For its part, Apple isn’t saying what it plans to use the renewable energy for — or elaborating on its plans for Apple Energy. The company didn’t respond to Environmental Leader’s request for comment on either.

As an example of companies investing in renewable energy, Oh points to the Breakthrough Energy Coalition, founded after COP21 by Bill Gates, Mark Zuckerburg and group of elite investors to aggressively invest in early-stage cleantech companies to accelerate their transition from lab-scale to commercial viability.

“Within the group are corporations you would not initially expect to see make large investments in renewable energy such as Amazon, Salesforce and Facebook,” Oh said. “It’s this trend that we see picking up pace in the industry where companies outside the utility and transportation sectors take the initiate to reduce the carbon intensity of their entire value chain. Data centers are extremely energy intensive, so companies like Google, Facebook, and Apple are a natural target for scrutiny in the event of tighter regulations on carbon emissions reduction or carbon taxing.”

While Apple isn’t listed an investor in the Breakthrough Energy Coalition, Oh points to the company’s other cleantech moves including plans to build an $850 million solar farm in Monterey County, California.

“There is no one solution that can carry a company’s initiatives to achieve sustainability goals, but there are a broad range of rapidly developing technologies in waste-to-energy, solar, and wind that companies like Apple can piece together to build renewable energy portfolios unique to their businesses,” Oh said. “Apple’s use of solar and biogas fuel cells are just the start for the company in developing it’s solution.

“Under the leadership of Lisa Jackson, the former head of the US EPA, Apple is certainly on the right track to building its renewable energy solution; the US EPA has made aggressive moves in reducing methane emissions from landfills as well as increasing the use of for the transportation and power sectors and Jackson’s understanding of the EPA’s regulatory framework will be key in capitalizing on government support.”

The renewable energy announcements follow a slew of environmental sustainability efforts at Apple in recent months that are paying off in a major way.

According to Apple’s most recent environmental responsibility report, the company recovered 2,204 pounds (a little over a ton) of gold from recycled electronic devices last year from its take-back initiatives and other recycling events.

Gold sells for about $1,237.50 an ounce, which means Apple’s gold recovery effort netted the company about $43.6 million.

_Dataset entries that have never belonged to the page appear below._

//! Object Storage
//!
//! S3-compatible client (AWS, MinIO). Used as the storage dependency probed
//! by the health check, and optionally as the remote store for uploads.

mod s3_client;
mod types;

pub use s3_client::S3Client;
pub use types::{ObjectMetadata, StorageError};
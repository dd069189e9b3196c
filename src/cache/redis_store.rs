//! Redis cache store
//!
//! One multiplexed `ConnectionManager` is created lazily on first use and
//! shared by every command. Each command is bounded by a timeout so a dead
//! Redis degrades into `CacheError::Unavailable` instead of a hung request.

use std::future::Future;
use std::time::Duration;

use async_trait::async_trait;
use redis::aio::ConnectionManager;
use tokio::sync::OnceCell;

use super::store::KeyValueStore;
use super::types::CacheError;
use crate::config::RedisConfig;

/// Redis-backed key-value store
pub struct RedisStore {
    client: redis::Client,
    connection: OnceCell<ConnectionManager>,
    timeout: Duration,
}

impl RedisStore {
    /// Create a store; no connection is made until the first command
    pub fn new(config: &RedisConfig) -> Result<Self, CacheError> {
        let info = redis::ConnectionInfo {
            addr: redis::ConnectionAddr::Tcp(config.host.clone(), config.port),
            redis: redis::RedisConnectionInfo {
                db: config.db,
                password: config.password.clone(),
                ..Default::default()
            },
        };

        let client = redis::Client::open(info)
            .map_err(|e| CacheError::Unavailable(format!("Invalid Redis configuration: {}", e)))?;

        Ok(Self {
            client,
            connection: OnceCell::new(),
            timeout: config.timeout,
        })
    }

    async fn connection(&self) -> Result<ConnectionManager, CacheError> {
        let manager = self
            .connection
            .get_or_try_init(|| async {
                let connect = ConnectionManager::new(self.client.clone());
                match tokio::time::timeout(self.timeout, connect).await {
                    Ok(Ok(manager)) => {
                        tracing::info!("Redis connection established");
                        Ok(manager)
                    }
                    Ok(Err(e)) => Err(CacheError::Unavailable(format!(
                        "Redis connection failed: {}",
                        e
                    ))),
                    Err(_) => Err(CacheError::Unavailable(
                        "Redis connection timed out".to_string(),
                    )),
                }
            })
            .await?;

        Ok(manager.clone())
    }

    /// Run a command future under the configured timeout
    async fn bounded<T, F>(&self, command: &str, fut: F) -> Result<T, CacheError>
    where
        F: Future<Output = redis::RedisResult<T>>,
    {
        match tokio::time::timeout(self.timeout, fut).await {
            Ok(Ok(value)) => Ok(value),
            Ok(Err(e)) => Err(CacheError::Unavailable(format!(
                "Redis {} failed: {}",
                command, e
            ))),
            Err(_) => Err(CacheError::Unavailable(format!(
                "Redis {} timed out after {:?}",
                command, self.timeout
            ))),
        }
    }
}

#[async_trait]
impl KeyValueStore for RedisStore {
    fn backend_name(&self) -> &'static str {
        "redis"
    }

    async fn get(&self, key: &str) -> Result<Option<String>, CacheError> {
        let mut conn = self.connection().await?;
        let mut cmd = redis::cmd("GET");
        cmd.arg(key);
        self.bounded("GET", cmd.query_async::<_, Option<String>>(&mut conn))
            .await
    }

    async fn set(&self, key: &str, value: &str, ttl: Duration) -> Result<(), CacheError> {
        if ttl.is_zero() {
            return Err(CacheError::InvalidTtl(ttl));
        }
        // Redis expiry has second granularity
        let seconds = ttl.as_secs().max(1);

        let mut conn = self.connection().await?;
        let mut cmd = redis::cmd("SET");
        cmd.arg(key).arg(value).arg("EX").arg(seconds);
        self.bounded("SET", cmd.query_async::<_, ()>(&mut conn)).await
    }

    async fn delete(&self, key: &str) -> Result<bool, CacheError> {
        let mut conn = self.connection().await?;
        let mut cmd = redis::cmd("DEL");
        cmd.arg(key);
        let removed = self
            .bounded("DEL", cmd.query_async::<_, i64>(&mut conn))
            .await?;
        Ok(removed > 0)
    }

    async fn ping(&self) -> bool {
        let mut conn = match self.connection().await {
            Ok(conn) => conn,
            Err(e) => {
                tracing::error!("Redis ping error: {}", e);
                return false;
            }
        };

        let cmd = redis::cmd("PING");
        match self
            .bounded("PING", cmd.query_async::<_, String>(&mut conn))
            .await
        {
            Ok(reply) => reply == "PONG",
            Err(e) => {
                tracing::error!("Redis ping error: {}", e);
                false
            }
        }
    }
}

#[cfg(test)]
mod tests {
    use super::*;

    fn unreachable_config() -> RedisConfig {
        RedisConfig {
            // Reserved TEST-NET address, nothing listens there
            host: "192.0.2.1".to_string(),
            port: 6379,
            password: None,
            db: 0,
            timeout: Duration::from_millis(100),
        }
    }

    #[test]
    fn test_new_does_not_connect() {
        let store = RedisStore::new(&unreachable_config());
        assert!(store.is_ok());
    }

    #[tokio::test]
    async fn test_unreachable_redis_is_unavailable_not_absent() {
        let store = RedisStore::new(&unreachable_config()).unwrap();

        let result = store.get("some-key").await;
        assert!(matches!(result, Err(CacheError::Unavailable(_))));
    }

    #[tokio::test]
    async fn test_unreachable_redis_ping_is_false() {
        let store = RedisStore::new(&unreachable_config()).unwrap();
        assert!(!store.ping().await);
    }

    #[tokio::test]
    async fn test_zero_ttl_rejected_before_connecting() {
        let store = RedisStore::new(&unreachable_config()).unwrap();
        let result = store.set("key", "value", Duration::ZERO).await;
        assert!(matches!(result, Err(CacheError::InvalidTtl(_))));
    }
}
//! Default tracing hooks installed on every service at startup

use super::registry::HookRegistry;

/// Log start, completion time and failure of every operation
pub fn install_tracing_hooks(hooks: &HookRegistry) {
    hooks.on_before(|ctx| {
        tracing::debug!(
            component = %ctx.component,
            operation = %ctx.operation,
            "Operation started"
        );
        Ok(())
    });

    hooks.on_after(|ctx| {
        tracing::debug!(
            component = %ctx.component,
            operation = %ctx.operation,
            elapsed_ms = ctx.elapsed_ms(),
            "Operation completed"
        );
        Ok(())
    });

    hooks.on_error(|ctx| {
        tracing::warn!(
            component = %ctx.component,
            operation = %ctx.operation,
            elapsed_ms = ctx.elapsed_ms(),
            error = ctx.error.as_deref().unwrap_or("unknown"),
            "Operation failed"
        );
        Ok(())
    });
}
//! Dependency probes

use async_trait::async_trait;

use crate::cache::CacheClient;
use crate::remote::RemoteStoreClient;
use crate::storage::S3Client;

/// A dependency the health check can ping
#[async_trait]
pub trait HealthProbe: Send + Sync {
    /// Key under which the dependency is reported
    fn name(&self) -> &str;

    /// Whether the dependency is reachable
    async fn ping(&self) -> bool;
}

#[async_trait]
impl HealthProbe for CacheClient {
    fn name(&self) -> &str {
        self.backend_name()
    }

    async fn ping(&self) -> bool {
        CacheClient::ping(self).await
    }
}

#[async_trait]
impl HealthProbe for RemoteStoreClient {
    fn name(&self) -> &str {
        self.backend_name()
    }

    async fn ping(&self) -> bool {
        RemoteStoreClient::ping(self).await
    }
}

#[async_trait]
impl HealthProbe for S3Client {
    fn name(&self) -> &str {
        "s3"
    }

    async fn ping(&self) -> bool {
        S3Client::ping(self).await
    }
}
//! Health Aggregator
//!
//! Liveness on its own, or liveness plus a parallel ping of every
//! registered dependency.

mod probe;
mod service;
mod types;

pub use probe::HealthProbe;
pub use service::HealthService;
pub use types::{DependencyStatus, HealthSnapshot, HealthStatus};
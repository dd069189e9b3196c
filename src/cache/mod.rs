//! Key-Value Cache
//!
//! Maps content digests to remote references with a per-entry TTL.
//! Backends:
//! - Redis (production)
//! - In-memory (tests and single-process deployments)
//!
//! Connection problems surface as `CacheError::Unavailable`, never as a miss.

mod client;
mod memory;
mod redis_store;
mod store;
mod types;

pub use client::CacheClient;
pub use memory::MemoryStore;
pub use redis_store::RedisStore;
pub use store::KeyValueStore;
pub use types::CacheError;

Because existing recycling techniques like shredding only recover some materials from electronics, Apple invented Liam, a recycling robot, that the company says can disassemble 1.2 million phones a year, sorting all of their valuable materials so they can be recycled and reducing the need for mining resources.

In addition to its recycling efforts, Apple’s latest supply chain audit report shows its push for more rigorous environmental standards and renewable energy production across its supply chain is working: suppliers in 2015 diverted more than 73,000 metric tons of waste from landfills and saved more than 3.8 billion gallons of freshwater.